Gillian Murphy as Aurora
Gillian Murphy as Aurora © Gene Schiavone

The Sleeping Beauty has come to stand for so much — the triumph of order and grace over chaos and unseemliness, of past over future, good over evil, and classical ballet over everything — that the prospect of a new production can inspire dread. Either the ballet or the audience is bound to fall short. So Alexei Ratmansky’s revelatory excavation of the 1890 Petipa original proved a big relief.

The burdensome claims drop away before a fairytale-scaled work that is grand without being grandiose, spectacular without being pompous, and altogether delightful. This Beauty transports us not to the heavens but to a specific moment in ballet history that even those of us who thought we knew our 19th-century idiom have never visited. Ratmansky is not the first to return to the notations of the Beauty choreography in its early years but he is the first to apply them with enough consistency and imagination to achieve a singular and unified vision.

At first glance, though, the ballet seems to have shrunk. The dancers do not gobble up space. Their legs do not point skyward. Most of the action takes place above the collarbone or below the knee, where Richard Hudson’s sexily droopy tutus taper off, with the torso left untouched. Bye-bye, sinuous Soviet back. The qualities that normally course through the body have not disappeared, however; they have simply migrated to the feet, which weave back and forth, pump up and down, and graze ankle, calf and shin in myriad miniature patterns.

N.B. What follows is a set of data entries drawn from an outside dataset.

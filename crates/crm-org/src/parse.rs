//! Response parsers, one per response shape.
//!
//! Every parser validates the element it exists to find and fails with a
//! structural error naming it; there are no partial results.

use std::collections::BTreeMap;

use uuid::Uuid;
use xmltree::Element;

use crate::attributes::parse_entity_element;
use crate::entity::Entity;
use crm_soap_client::{xml, Error, Result};

/// One page of a RetrieveMultiple result, or several accumulated by the
/// paging driver.
#[derive(Debug, Clone, PartialEq)]
pub struct QueryResult {
    /// Logical name of the entity queried, when the server reported one.
    pub entity_name: Option<String>,
    pub entities: Vec<Entity>,
    /// True when the server has more pages beyond this result.
    pub more_records: bool,
    /// Cookie resuming the query after this result.
    pub paging_cookie: Option<String>,
    /// Number of records retrieved.
    pub count: usize,
}

/// Basic listing entry from RetrieveAllEntities.
#[derive(Debug, Clone, PartialEq, Eq)]
pub struct EntityListing {
    pub logical_name: String,
    pub display_name: String,
}

/// One organization from the discovery service.
#[derive(Debug, Clone, PartialEq, Eq, Default)]
pub struct OrganizationDetail {
    pub friendly_name: Option<String>,
    pub organization_id: Option<String>,
    pub organization_version: Option<String>,
    pub state: Option<String>,
    pub unique_name: Option<String>,
    pub url_name: Option<String>,
    /// Endpoint type to URL, e.g. `WebApplication`, `OrganizationService`.
    pub endpoints: BTreeMap<String, String>,
}

fn parse_doc(raw: &str) -> Result<Element> {
    Element::parse(raw.as_bytes()).map_err(Error::from)
}

fn find_required<'a>(doc: &'a Element, name: &str) -> Result<&'a Element> {
    xml::find_descendant(doc, name)
        .ok_or_else(|| Error::structural(format!("Could not find {name} node in XML provided")))
}

/// Parse a RetrieveMultiple response into one result page.
pub fn parse_retrieve_multiple_response(raw: &str) -> Result<QueryResult> {
    let doc = parse_doc(raw)?;
    let response = find_required(&doc, "RetrieveMultipleResponse")?;
    let result = xml::find_descendant(response, "RetrieveMultipleResult").ok_or_else(|| {
        Error::structural("Could not find RetrieveMultipleResult node in XML provided")
    })?;

    let entity_name = xml::descendant_text(result, "EntityName").filter(|n| !n.is_empty());
    let more_records = xml::descendant_text(result, "MoreRecords")
        .ok_or_else(|| Error::structural("Could not find MoreRecords node in XML provided"))?
        .trim()
        == "true";
    let paging_cookie = result
        .get_child("PagingCookie")
        .map(xml::text_of)
        .filter(|c| !c.is_empty());

    let mut entities = Vec::new();
    if let Some(container) = result.get_child("Entities") {
        let name = entity_name.as_deref().unwrap_or("");
        for entity_el in xml::child_elements(container).filter(|e| e.name == "Entity") {
            entities.push(parse_entity_element(entity_el, name)?);
        }
    }

    let count = entities.len();
    Ok(QueryResult {
        entity_name,
        entities,
        more_records,
        paging_cookie,
        count,
    })
}

/// Parse a Create response into the new record's id.
pub fn parse_create_response(raw: &str) -> Result<Uuid> {
    let doc = parse_doc(raw)?;
    let response = xml::find_descendant(&doc, "CreateResponse").ok_or_else(|| {
        Error::structural("Could not find CreateResponse node in XML returned from Server")
    })?;
    let id_text = xml::descendant_text(response, "CreateResult")
        .ok_or_else(|| Error::structural("Could not find CreateResult node in XML returned from Server"))?;
    Uuid::parse_str(id_text.trim())
        .map_err(|_| Error::structural(format!("Invalid id <{id_text}> in CreateResult node")))
}

/// Confirm an Update response.
pub fn parse_update_response(raw: &str) -> Result<()> {
    let doc = parse_doc(raw)?;
    xml::find_descendant(&doc, "UpdateResponse")
        .map(|_| ())
        .ok_or_else(|| Error::structural("Could not find UpdateResponse node in XML returned from Server"))
}

/// Confirm a Delete response.
pub fn parse_delete_response(raw: &str) -> Result<()> {
    let doc = parse_doc(raw)?;
    xml::find_descendant(&doc, "DeleteResponse")
        .map(|_| ())
        .ok_or_else(|| Error::structural("Could not find DeleteResponse node in XML returned from Server"))
}

/// Parse an Execute response into the key/value pairs of its results.
pub fn parse_execute_response(raw: &str) -> Result<BTreeMap<String, String>> {
    let doc = parse_doc(raw)?;
    let result = xml::find_descendant(&doc, "ExecuteResult").ok_or_else(|| {
        Error::structural("Could not find ExecuteResult node in XML returned from Server")
    })?;

    let mut values = BTreeMap::new();
    for pair in xml::descendants(result).filter(|e| e.name == "KeyValuePairOfstringanyType") {
        let Some(key) = xml::descendant_text(pair, "key") else {
            continue;
        };
        let value = pair.get_child("value").map(xml::text_of).unwrap_or_default();
        values.insert(key, value);
    }
    Ok(values)
}

/// Parse a Retrieve response into one entity.
pub fn parse_retrieve_response(raw: &str, logical_name: &str) -> Result<Entity> {
    let doc = parse_doc(raw)?;
    let response = find_required(&doc, "RetrieveResponse")?;
    let result = xml::find_descendant(response, "RetrieveResult")
        .ok_or_else(|| Error::structural("Could not find RetrieveResult node in XML provided"))?;
    parse_entity_element(result, logical_name)
}

fn stripped_type(el: &Element) -> Option<&str> {
    el.attributes.get("type").map(|t| xml::strip_ns(t))
}

/// Parse a RetrieveEntity (metadata) response into the `EntityMetadata`
/// element for schema extraction.
pub fn parse_retrieve_entity_response(raw: &str) -> Result<Element> {
    let doc = parse_doc(raw)?;
    let result = xml::descendants(&doc)
        .find(|e| e.name == "ExecuteResult" && stripped_type(e) == Some("RetrieveEntityResponse"))
        .ok_or_else(|| {
            Error::structural("Could not find ExecuteResult for RetrieveEntityResponse in XML provided")
        })?;

    xml::descendants(result)
        .find(|e| e.name == "value" && stripped_type(e) == Some("EntityMetadata"))
        .cloned()
        .ok_or_else(|| Error::structural("Could not find returned EntityMetadata in XML provided"))
}

/// Parse a RetrieveAllEntities response into the entities usable in
/// advanced find, with their user-localized display names.
pub fn parse_retrieve_all_entities_response(raw: &str) -> Result<Vec<EntityListing>> {
    let doc = parse_doc(raw)?;
    let response = find_required(&doc, "ExecuteResponse")?;
    let results = xml::find_descendant(response, "Results")
        .ok_or_else(|| Error::structural("Could not find ExecuteResult node in XML provided"))?;

    let mut listings = Vec::new();
    for metadata in xml::descendants(results).filter(|e| e.name == "EntityMetadata") {
        let advanced_find = xml::descendant_text(metadata, "IsValidForAdvancedFind");
        if advanced_find.as_deref() != Some("true") {
            continue;
        }
        let Some(logical_name) = xml::descendant_text(metadata, "LogicalName") else {
            continue;
        };
        let display_name = metadata
            .get_child("DisplayName")
            .and_then(|d| xml::find_descendant(d, "UserLocalizedLabel"))
            .and_then(|l| xml::descendant_text(l, "Label"))
            .unwrap_or_default();
        listings.push(EntityListing {
            logical_name,
            display_name,
        });
    }
    Ok(listings)
}

/// Parse a discovery Execute response into organization details.
pub fn parse_retrieve_organizations_response(raw: &str) -> Result<Vec<OrganizationDetail>> {
    let doc = parse_doc(raw)?;

    let mut organizations = Vec::new();
    for node in xml::descendants(&doc).filter(|e| e.name == "OrganizationDetail") {
        let mut organization = OrganizationDetail {
            friendly_name: xml::descendant_text(node, "FriendlyName"),
            organization_id: xml::descendant_text(node, "OrganizationId"),
            organization_version: xml::descendant_text(node, "OrganizationVersion"),
            state: xml::descendant_text(node, "State"),
            unique_name: xml::descendant_text(node, "UniqueName"),
            url_name: xml::descendant_text(node, "UrlName"),
            endpoints: BTreeMap::new(),
        };
        if let Some(endpoints) = xml::find_descendant(node, "Endpoints") {
            // The pair element name carries a generated type suffix; match
            // on the stable prefix.
            for pair in xml::descendants(endpoints)
                .filter(|e| e.name.starts_with("KeyValuePairOfEndpointTypestring"))
            {
                let Some(key) = xml::descendant_text(pair, "key") else {
                    continue;
                };
                let value = pair.get_child("value").map(xml::text_of).unwrap_or_default();
                organization.endpoints.insert(key, value);
            }
        }
        organizations.push(organization);
    }
    Ok(organizations)
}
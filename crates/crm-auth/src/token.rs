//! Opaque security tokens.

use std::fmt;

/// A security token issued by the identity provider.
///
/// This is the inner XML of the `RequestedSecurityToken` element from the
/// issuer's response, carried verbatim into WS-Security headers. The token
/// is opaque to the client; its expiry is enforced by the server and an
/// expired token comes back as a SOAP fault on the next call.
#[derive(Clone, PartialEq, Eq)]
pub struct SecurityToken {
    xml: String,
}

impl SecurityToken {
    pub fn new(xml: impl Into<String>) -> Self {
        Self { xml: xml.into() }
    }

    /// The token XML, exactly as issued.
    pub fn as_xml(&self) -> &str {
        &self.xml
    }
}

// Tokens are credentials; keep them out of debug logs.
impl fmt::Debug for SecurityToken {
    fn fmt(&self, f: &mut fmt::Formatter<'_>) -> fmt::Result {
        f.debug_struct("SecurityToken")
            .field("xml", &"***")
            .finish()
    }
}

#[cfg(test)]
mod tests {
    use super::*;

    #[test]
    fn test_debug_redacts_token_xml() {
        let token = SecurityToken::new("<xenc:EncryptedData>secret</xenc:EncryptedData>");
        let out = format!("{token:?}");
        assert!(!out.contains("secret"));
        assert!(!out.contains("EncryptedData"));
    }
}
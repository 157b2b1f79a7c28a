//! Integration test suite (requires a real CRM deployment).
//!
//! Run all integration tests with:
//!   CRM_URL=... CRM_USERNAME=... CRM_PASSWORD=... \
//!     cargo test --test integration -- --ignored --nocapture

#[path = "integration/common.rs"]
mod common;
#[path = "integration/org.rs"]
mod org;
#[path = "integration/metadata.rs"]
mod metadata;
#[path = "integration/discovery.rs"]
mod discovery;
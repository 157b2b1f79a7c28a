//! Entity schema extraction and caching.
//!
//! RetrieveEntity responses are large and change rarely, so the extracted
//! schema is cached with a time-to-live taken from the connection settings.

use std::collections::{BTreeMap, HashMap};
use std::path::{Path, PathBuf};
use std::sync::Mutex;
use std::time::Duration;

use serde::{Deserialize, Serialize};
use tracing::debug;
use xmltree::Element;

use crm_soap_client::{xml, Error, Result};

/// One attribute of an entity.
#[derive(Debug, Clone, PartialEq, Eq, Default, Serialize, Deserialize)]
pub struct FieldSchema {
    pub logical_name: String,
    /// Wire type, e.g. `String`, `Picklist`, `Lookup`.
    pub attribute_type: Option<String>,
    pub display_label: Option<String>,
    pub required: bool,
}

/// One relationship an entity takes part in.
#[derive(Debug, Clone, PartialEq, Eq, Serialize, Deserialize)]
pub struct RelationshipSchema {
    pub schema_name: String,
    pub related_entity: Option<String>,
}

/// Everything the client needs to know about an entity type.
#[derive(Debug, Clone, PartialEq, Eq, Default, Serialize, Deserialize)]
pub struct EntitySchema {
    pub logical_name: String,
    pub display_name: Option<String>,
    pub display_collection_name: Option<String>,
    pub description: Option<String>,
    pub object_type_code: Option<i32>,
    /// Attributes keyed by logical name.
    pub fields: BTreeMap<String, FieldSchema>,
    /// Logical names of attributes the server requires on create.
    pub mandatory: Vec<String>,
    /// Option-set values per picklist attribute.
    pub option_sets: BTreeMap<String, BTreeMap<i32, String>>,
    pub one_to_many: Vec<RelationshipSchema>,
    pub many_to_one: Vec<RelationshipSchema>,
    pub many_to_many: Vec<RelationshipSchema>,
}

/// Extract an [`EntitySchema`] from the `EntityMetadata` element of a
/// RetrieveEntity response.
pub fn extract_entity_schema(metadata: &Element) -> Result<EntitySchema> {
    let logical_name = metadata
        .get_child("LogicalName")
        .map(xml::text_of)
        .ok_or_else(|| Error::structural("Could not find LogicalName node in XML provided"))?;

    let mut schema = EntitySchema {
        logical_name,
        display_name: metadata.get_child("DisplayName").and_then(localized_label),
        display_collection_name: metadata
            .get_child("DisplayCollectionName")
            .and_then(localized_label),
        description: metadata.get_child("Description").and_then(localized_label),
        object_type_code: metadata
            .get_child("ObjectTypeCode")
            .and_then(|c| xml::text_of(c).trim().parse().ok()),
        ..EntitySchema::default()
    };

    if let Some(attributes) = metadata.get_child("Attributes") {
        for attribute in
            xml::child_elements(attributes).filter(|e| e.name == "AttributeMetadata")
        {
            let Some(name) = attribute.get_child("LogicalName").map(xml::text_of) else {
                continue;
            };

            let required = attribute
                .get_child("RequiredLevel")
                .and_then(|level| xml::descendant_text(level, "Value"))
                .is_some_and(|v| v == "ApplicationRequired" || v == "SystemRequired");
            if required {
                schema.mandatory.push(name.clone());
            }

            if let Some(option_set) = attribute.get_child("OptionSet") {
                let options = extract_options(option_set);
                if !options.is_empty() {
                    schema.option_sets.insert(name.clone(), options);
                }
            }

            schema.fields.insert(
                name.clone(),
                FieldSchema {
                    logical_name: name,
                    attribute_type: attribute.get_child("AttributeType").map(xml::text_of),
                    display_label: attribute.get_child("DisplayName").and_then(localized_label),
                    required,
                },
            );
        }
    }

    schema.one_to_many = extract_relationships(
        metadata,
        "OneToManyRelationships",
        "OneToManyRelationshipMetadata",
        "ReferencingEntity",
    );
    schema.many_to_one = extract_relationships(
        metadata,
        "ManyToOneRelationships",
        "OneToManyRelationshipMetadata",
        "ReferencedEntity",
    );
    schema.many_to_many = extract_relationships(
        metadata,
        "ManyToManyRelationships",
        "ManyToManyRelationshipMetadata",
        "IntersectEntityName",
    );

    Ok(schema)
}

fn extract_options(option_set: &Element) -> BTreeMap<i32, String> {
    let mut options = BTreeMap::new();
    for option in xml::descendants(option_set).filter(|e| e.name == "OptionMetadata") {
        let Some(value) = option
            .get_child("Value")
            .and_then(|v| xml::text_of(v).trim().parse::<i32>().ok())
        else {
            continue;
        };
        let label = option
            .get_child("Label")
            .and_then(localized_label)
            .unwrap_or_default();
        options.insert(value, label);
    }
    options
}

fn extract_relationships(
    metadata: &Element,
    container: &str,
    element: &str,
    related_field: &str,
) -> Vec<RelationshipSchema> {
    let Some(container) = metadata.get_child(container) else {
        return Vec::new();
    };
    xml::child_elements(container)
        .filter(|e| e.name == element)
        .filter_map(|rel| {
            let schema_name = rel.get_child("SchemaName").map(xml::text_of)?;
            Some(RelationshipSchema {
                schema_name,
                related_entity: rel.get_child(related_field).map(xml::text_of),
            })
        })
        .collect()
}

fn localized_label(el: &Element) -> Option<String> {
    let label = xml::find_descendant(el, "UserLocalizedLabel")?;
    xml::descendant_text(label, "Label")
}

/// Cache for extracted entity schemas.
pub trait SchemaCache: Send + Sync {
    /// Store a schema for `ttl`.
    fn save(&self, key: &str, schema: &EntitySchema, ttl: Duration) -> Result<()>;

    /// Load a schema, or `None` when absent or expired.
    fn load(&self, key: &str) -> Result<Option<EntitySchema>>;
}

#[derive(Debug, Clone, Serialize, Deserialize)]
struct StoredSchema {
    schema: EntitySchema,
    expires_at: chrono::DateTime<chrono::Utc>,
}

impl StoredSchema {
    fn new(schema: &EntitySchema, ttl: Duration) -> Result<Self> {
        let ttl = chrono::Duration::from_std(ttl)
            .map_err(|_| Error::state("Schema cache TTL out of range"))?;
        Ok(Self {
            schema: schema.clone(),
            expires_at: chrono::Utc::now() + ttl,
        })
    }

    fn fresh(self) -> Option<EntitySchema> {
        (chrono::Utc::now() < self.expires_at).then_some(self.schema)
    }
}

/// In-process schema cache; the default.
#[derive(Debug, Default)]
pub struct MemorySchemaCache {
    entries: Mutex<HashMap<String, StoredSchema>>,
}

impl MemorySchemaCache {
    pub fn new() -> Self {
        Self::default()
    }
}

impl SchemaCache for MemorySchemaCache {
    fn save(&self, key: &str, schema: &EntitySchema, ttl: Duration) -> Result<()> {
        let stored = StoredSchema::new(schema, ttl)?;
        let mut entries = self
            .entries
            .lock()
            .unwrap_or_else(|poisoned| poisoned.into_inner());
        entries.insert(key.to_string(), stored);
        Ok(())
    }

    fn load(&self, key: &str) -> Result<Option<EntitySchema>> {
        let mut entries = self
            .entries
            .lock()
            .unwrap_or_else(|poisoned| poisoned.into_inner());
        match entries.get(key).cloned() {
            None => Ok(None),
            Some(stored) => {
                let fresh = stored.fresh();
                if fresh.is_none() {
                    entries.remove(key);
                }
                Ok(fresh)
            }
        }
    }
}

/// Schema cache persisted as one JSON file per entity.
#[derive(Debug, Clone)]
pub struct FileSchemaCache {
    base_path: PathBuf,
}

impl FileSchemaCache {
    /// Cache under the platform cache directory.
    pub fn new() -> Result<Self> {
        let base_path = dirs::cache_dir()
            .ok_or_else(|| Error::state("Could not determine a cache directory"))?
            .join("crm-soap-api")
            .join("schemas");
        Ok(Self { base_path })
    }

    /// Cache under a custom directory.
    pub fn with_path(path: impl AsRef<Path>) -> Self {
        Self {
            base_path: path.as_ref().to_path_buf(),
        }
    }

    fn schema_path(&self, key: &str) -> PathBuf {
        let safe_key = key
            .chars()
            .map(|c| if c.is_alphanumeric() || c == '-' || c == '_' { c } else { '_' })
            .collect::<String>();
        self.base_path.join(format!("{safe_key}.json"))
    }
}

impl SchemaCache for FileSchemaCache {
    fn save(&self, key: &str, schema: &EntitySchema, ttl: Duration) -> Result<()> {
        if !self.base_path.exists() {
            std::fs::create_dir_all(&self.base_path)?;
        }
        let stored = StoredSchema::new(schema, ttl)?;
        let json = serde_json::to_string_pretty(&stored)
            .map_err(|e| Error::with_source(crm_soap_client::ErrorKind::Other(e.to_string()), e))?;
        std::fs::write(self.schema_path(key), json)?;
        Ok(())
    }

    fn load(&self, key: &str) -> Result<Option<EntitySchema>> {
        let path = self.schema_path(key);
        if !path.exists() {
            return Ok(None);
        }
        let json = std::fs::read_to_string(&path)?;
        let Ok(stored) = serde_json::from_str::<StoredSchema>(&json) else {
            // Unreadable cache entries are treated as absent.
            debug!(key, "discarding unreadable schema cache entry");
            let _ = std::fs::remove_file(&path);
            return Ok(None);
        };
        Ok(stored.fresh())
    }
}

But it is the upper body that reveals how far Ratmansky has travelled. The arms and head do not waft about as in current practice but are as precisely placed as words in rhyming couplets, and as intelligible. In the Prince’s dream, Aurora’s arms do not merely express yearning; they say, “Come here.” Forget metaphor. Forget abstraction. This dancing has just emerged from the chrysalis of statuary and mime, ecstatic to be alive.

In short, the brilliant, quirky steps and gestures that characterise Sincerity Fairy, Canary Fairy and their ilk now apply to the whole ballet (minus the leisurely scene-setting at each act’s start when milling prevails). The steps describe archetypal, not psychological, states. The dancer’s task is not to interpret the moves — they are entirely on the level — but to harmonise them with the evocative music. That is how the many devoted dancers this weekend — especially the Auroras I saw, Gillian Murphy and Sarah Lane — distinguished themselves. “Just do the steps,” Balanchine liked to say. Petipa turns out to have said it too.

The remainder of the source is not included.